## [WHAT YOU ARE ASKED TO DO]
Lines from the one containing "pub fn ready_pairings(&self)" through the end of the data are to be returned exactly, and no others.

Collected data entries:
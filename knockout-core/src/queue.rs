//! Ready queue - what can be played next
//!
//! Derived on demand from current statuses; nothing here is cached.

use serde::{Deserialize, Serialize};

use crate::bracket::{Bracket, Match, MatchId, MatchStatus};
use crate::roster::PlayerId;
use crate::slot::Resolved;

/// A ready match with both opponents resolved
#[derive(Clone, Copy, Debug, PartialEq, Eq, Serialize, Deserialize)]
pub struct Pairing {
    pub match_id: MatchId,
    pub round: usize,
    pub order: usize,
    pub left: PlayerId,
    pub right: PlayerId,
}

impl Bracket {
    /// Matches with status `ready`, ordered by (round, order)
    pub fn ready_matches(&self) -> Vec<&Match> {
        self.matches()
            .filter(|m| m.status == MatchStatus::Ready)
            .collect()
    }

    /// Ready matches together with the two players to hand to the game
    pub fn ready_pairings(&self) -> Vec<Pairing> {
        self.ready_matches()
            .into_iter()
            .filter_map(|m| match self.resolve_sides(m) {
                (Resolved::Player(left), Resolved::Player(right)) => Some(Pairing {
                    match_id: m.id,
                    round: m.round,
                    order: m.order,
                    left,
                    right,
                }),
                _ => None,
            })
            .collect()
    }

    /// Matches currently being played
    pub fn in_progress_matches(&self) -> Vec<&Match> {
        self.matches()
            .filter(|m| m.status == MatchStatus::InProgress)
            .collect()
    }
}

## [RESPONSE TO THE TASK]
    pub fn ready_pairings(&self) -> Vec<Pairing> {
        self.ready_matches()
            .into_iter()
            .filter_map(|m| match self.resolve_sides(m) {
                (Resolved::Player(left), Resolved::Player(right)) => Some(Pairing {
                    match_id: m.id,
                    round: m.round,
                    order: m.order,
                    left,
                    right,
                }),
                _ => None,
            })
            .collect()
    }

    /// Matches currently being played
    pub fn in_progress_matches(&self) -> Vec<&Match> {
        self.matches()
            .filter(|m| m.status == MatchStatus::InProgress)
            .collect()
    }
}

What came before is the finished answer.